# EXERCISE OBJECTIVE:
Say how many lines in the data hold "EndpointReconciler". Nothing else belongs in the answer.

# RECORDS TO USE:

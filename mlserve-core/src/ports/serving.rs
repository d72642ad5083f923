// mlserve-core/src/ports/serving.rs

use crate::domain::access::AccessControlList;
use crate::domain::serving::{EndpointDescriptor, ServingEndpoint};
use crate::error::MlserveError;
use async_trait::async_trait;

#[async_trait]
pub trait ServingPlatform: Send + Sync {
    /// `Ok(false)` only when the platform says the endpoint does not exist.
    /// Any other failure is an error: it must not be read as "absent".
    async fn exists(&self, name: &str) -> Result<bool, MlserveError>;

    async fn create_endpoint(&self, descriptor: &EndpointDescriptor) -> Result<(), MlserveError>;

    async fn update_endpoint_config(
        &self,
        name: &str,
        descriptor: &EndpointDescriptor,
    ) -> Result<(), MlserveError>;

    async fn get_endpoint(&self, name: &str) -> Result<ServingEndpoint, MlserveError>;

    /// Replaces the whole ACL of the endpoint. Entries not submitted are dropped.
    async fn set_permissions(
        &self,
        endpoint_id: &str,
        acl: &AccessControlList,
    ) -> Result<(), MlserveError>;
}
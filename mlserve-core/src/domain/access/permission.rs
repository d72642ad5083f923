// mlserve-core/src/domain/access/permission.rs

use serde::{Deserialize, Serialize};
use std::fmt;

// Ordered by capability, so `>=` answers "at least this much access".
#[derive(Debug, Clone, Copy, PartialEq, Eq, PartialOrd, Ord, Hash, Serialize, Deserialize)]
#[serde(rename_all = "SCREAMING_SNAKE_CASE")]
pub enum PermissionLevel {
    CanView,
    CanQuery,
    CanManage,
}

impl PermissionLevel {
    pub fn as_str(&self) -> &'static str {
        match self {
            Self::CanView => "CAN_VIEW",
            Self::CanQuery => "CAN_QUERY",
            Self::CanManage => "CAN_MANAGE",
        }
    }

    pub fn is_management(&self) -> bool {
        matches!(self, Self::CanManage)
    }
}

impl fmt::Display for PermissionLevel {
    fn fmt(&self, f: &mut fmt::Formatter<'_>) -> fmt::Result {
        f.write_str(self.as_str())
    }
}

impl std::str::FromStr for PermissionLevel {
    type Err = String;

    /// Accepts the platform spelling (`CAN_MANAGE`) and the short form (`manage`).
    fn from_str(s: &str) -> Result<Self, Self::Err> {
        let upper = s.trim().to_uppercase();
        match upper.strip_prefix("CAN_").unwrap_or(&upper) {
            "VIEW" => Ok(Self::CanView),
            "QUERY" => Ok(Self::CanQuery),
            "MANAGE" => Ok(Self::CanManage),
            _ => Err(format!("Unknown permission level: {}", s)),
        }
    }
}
* * *
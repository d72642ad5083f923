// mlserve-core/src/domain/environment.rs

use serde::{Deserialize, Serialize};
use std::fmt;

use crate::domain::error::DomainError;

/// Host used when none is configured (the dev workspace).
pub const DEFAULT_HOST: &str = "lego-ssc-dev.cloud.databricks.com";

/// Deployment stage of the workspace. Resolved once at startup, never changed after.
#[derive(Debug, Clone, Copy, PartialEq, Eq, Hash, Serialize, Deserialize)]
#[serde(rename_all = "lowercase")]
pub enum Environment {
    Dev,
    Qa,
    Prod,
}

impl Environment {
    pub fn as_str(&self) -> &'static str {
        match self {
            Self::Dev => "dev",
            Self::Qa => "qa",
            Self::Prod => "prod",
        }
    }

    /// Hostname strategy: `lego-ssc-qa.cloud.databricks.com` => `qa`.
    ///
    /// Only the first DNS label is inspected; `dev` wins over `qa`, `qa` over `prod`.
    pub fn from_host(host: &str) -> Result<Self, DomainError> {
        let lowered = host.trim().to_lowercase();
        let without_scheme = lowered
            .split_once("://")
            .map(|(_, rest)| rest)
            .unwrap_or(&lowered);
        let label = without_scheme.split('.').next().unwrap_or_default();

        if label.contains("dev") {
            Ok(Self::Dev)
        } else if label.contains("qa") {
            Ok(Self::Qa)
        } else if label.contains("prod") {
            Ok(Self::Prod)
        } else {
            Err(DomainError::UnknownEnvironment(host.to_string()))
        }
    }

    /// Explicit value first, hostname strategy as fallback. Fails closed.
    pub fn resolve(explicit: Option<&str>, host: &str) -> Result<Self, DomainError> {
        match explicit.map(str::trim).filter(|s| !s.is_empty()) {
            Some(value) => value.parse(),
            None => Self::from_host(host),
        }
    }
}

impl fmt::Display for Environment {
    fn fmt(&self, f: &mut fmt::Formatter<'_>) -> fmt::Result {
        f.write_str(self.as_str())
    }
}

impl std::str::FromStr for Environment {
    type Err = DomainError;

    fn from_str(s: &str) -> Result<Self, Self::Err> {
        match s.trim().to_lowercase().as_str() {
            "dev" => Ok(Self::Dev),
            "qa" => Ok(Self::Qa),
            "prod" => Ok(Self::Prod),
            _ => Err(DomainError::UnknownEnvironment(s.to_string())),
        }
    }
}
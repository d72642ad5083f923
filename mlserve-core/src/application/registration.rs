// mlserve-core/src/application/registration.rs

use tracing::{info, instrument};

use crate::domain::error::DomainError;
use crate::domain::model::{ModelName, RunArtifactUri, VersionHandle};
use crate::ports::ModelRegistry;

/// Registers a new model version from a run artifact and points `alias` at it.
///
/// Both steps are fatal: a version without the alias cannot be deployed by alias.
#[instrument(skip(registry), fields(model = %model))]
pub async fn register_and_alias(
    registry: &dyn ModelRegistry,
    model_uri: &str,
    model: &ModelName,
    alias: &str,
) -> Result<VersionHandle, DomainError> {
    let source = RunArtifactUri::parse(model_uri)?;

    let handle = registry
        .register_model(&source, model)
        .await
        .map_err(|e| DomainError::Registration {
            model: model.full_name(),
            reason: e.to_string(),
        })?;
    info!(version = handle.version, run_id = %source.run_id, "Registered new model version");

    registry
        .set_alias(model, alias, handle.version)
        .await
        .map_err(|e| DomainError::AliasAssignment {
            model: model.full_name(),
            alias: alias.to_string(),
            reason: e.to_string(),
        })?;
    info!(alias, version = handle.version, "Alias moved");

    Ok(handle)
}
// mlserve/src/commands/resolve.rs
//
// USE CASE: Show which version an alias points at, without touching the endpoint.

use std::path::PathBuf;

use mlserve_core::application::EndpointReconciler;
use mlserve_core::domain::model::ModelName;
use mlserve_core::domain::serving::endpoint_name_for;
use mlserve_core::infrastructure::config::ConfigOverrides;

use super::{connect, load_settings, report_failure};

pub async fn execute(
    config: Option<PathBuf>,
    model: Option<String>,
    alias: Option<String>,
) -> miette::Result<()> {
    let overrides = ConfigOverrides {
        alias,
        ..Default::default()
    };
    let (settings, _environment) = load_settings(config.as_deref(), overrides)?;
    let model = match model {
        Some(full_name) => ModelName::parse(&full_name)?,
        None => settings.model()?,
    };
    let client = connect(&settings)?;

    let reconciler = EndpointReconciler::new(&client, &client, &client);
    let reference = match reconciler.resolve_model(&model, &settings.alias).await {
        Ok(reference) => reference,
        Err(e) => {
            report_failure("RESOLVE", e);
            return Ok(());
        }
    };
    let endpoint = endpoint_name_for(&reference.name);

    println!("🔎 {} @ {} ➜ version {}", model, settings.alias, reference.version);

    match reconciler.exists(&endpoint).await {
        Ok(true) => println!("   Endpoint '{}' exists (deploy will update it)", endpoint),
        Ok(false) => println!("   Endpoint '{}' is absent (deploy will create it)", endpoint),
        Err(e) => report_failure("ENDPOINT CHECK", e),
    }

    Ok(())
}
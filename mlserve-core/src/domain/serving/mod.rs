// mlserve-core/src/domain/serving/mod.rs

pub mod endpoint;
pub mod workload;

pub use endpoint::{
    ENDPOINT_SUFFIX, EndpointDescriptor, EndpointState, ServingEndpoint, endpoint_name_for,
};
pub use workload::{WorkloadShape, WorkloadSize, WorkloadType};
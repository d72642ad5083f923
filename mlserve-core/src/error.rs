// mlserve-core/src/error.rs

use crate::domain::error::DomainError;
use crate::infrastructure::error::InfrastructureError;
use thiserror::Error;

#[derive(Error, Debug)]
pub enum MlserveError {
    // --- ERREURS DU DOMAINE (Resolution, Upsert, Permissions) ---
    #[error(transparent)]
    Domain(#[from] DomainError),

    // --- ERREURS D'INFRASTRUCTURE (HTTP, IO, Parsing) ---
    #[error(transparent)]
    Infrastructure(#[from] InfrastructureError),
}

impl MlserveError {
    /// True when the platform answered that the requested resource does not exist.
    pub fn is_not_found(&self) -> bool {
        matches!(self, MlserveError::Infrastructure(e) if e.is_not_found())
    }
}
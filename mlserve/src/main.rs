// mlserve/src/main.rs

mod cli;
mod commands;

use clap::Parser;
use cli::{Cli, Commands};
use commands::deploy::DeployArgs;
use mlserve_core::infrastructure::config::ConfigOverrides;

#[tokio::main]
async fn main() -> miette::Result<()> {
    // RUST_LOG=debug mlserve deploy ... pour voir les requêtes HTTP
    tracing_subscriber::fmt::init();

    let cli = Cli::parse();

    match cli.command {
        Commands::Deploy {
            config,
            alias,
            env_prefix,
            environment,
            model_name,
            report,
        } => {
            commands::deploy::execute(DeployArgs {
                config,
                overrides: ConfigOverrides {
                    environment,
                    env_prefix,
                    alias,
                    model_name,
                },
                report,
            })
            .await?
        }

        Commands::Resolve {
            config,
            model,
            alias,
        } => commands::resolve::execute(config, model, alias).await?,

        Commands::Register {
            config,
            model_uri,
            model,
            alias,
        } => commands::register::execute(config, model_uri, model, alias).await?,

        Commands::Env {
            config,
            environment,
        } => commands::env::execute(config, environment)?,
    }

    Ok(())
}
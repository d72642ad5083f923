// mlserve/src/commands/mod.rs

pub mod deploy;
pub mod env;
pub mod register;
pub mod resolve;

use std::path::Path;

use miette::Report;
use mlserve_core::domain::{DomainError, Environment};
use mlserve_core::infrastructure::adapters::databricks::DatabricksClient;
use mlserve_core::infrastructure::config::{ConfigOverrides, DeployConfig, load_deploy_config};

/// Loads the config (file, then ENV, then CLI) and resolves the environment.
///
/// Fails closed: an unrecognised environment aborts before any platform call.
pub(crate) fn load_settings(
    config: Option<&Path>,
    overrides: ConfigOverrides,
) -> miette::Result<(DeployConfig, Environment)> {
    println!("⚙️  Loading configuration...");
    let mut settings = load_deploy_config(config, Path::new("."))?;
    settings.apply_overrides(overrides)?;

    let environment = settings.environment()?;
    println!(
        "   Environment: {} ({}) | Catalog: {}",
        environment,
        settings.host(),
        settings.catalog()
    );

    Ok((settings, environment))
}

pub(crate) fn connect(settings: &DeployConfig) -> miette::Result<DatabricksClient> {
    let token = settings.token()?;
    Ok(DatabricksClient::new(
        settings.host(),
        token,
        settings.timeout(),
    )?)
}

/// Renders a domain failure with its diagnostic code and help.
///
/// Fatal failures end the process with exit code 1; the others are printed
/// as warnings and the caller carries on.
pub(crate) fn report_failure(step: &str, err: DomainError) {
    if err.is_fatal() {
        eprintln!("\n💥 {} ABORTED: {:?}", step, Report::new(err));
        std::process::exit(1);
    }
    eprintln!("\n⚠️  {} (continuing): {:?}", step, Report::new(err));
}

# TASK OUTPUT:
2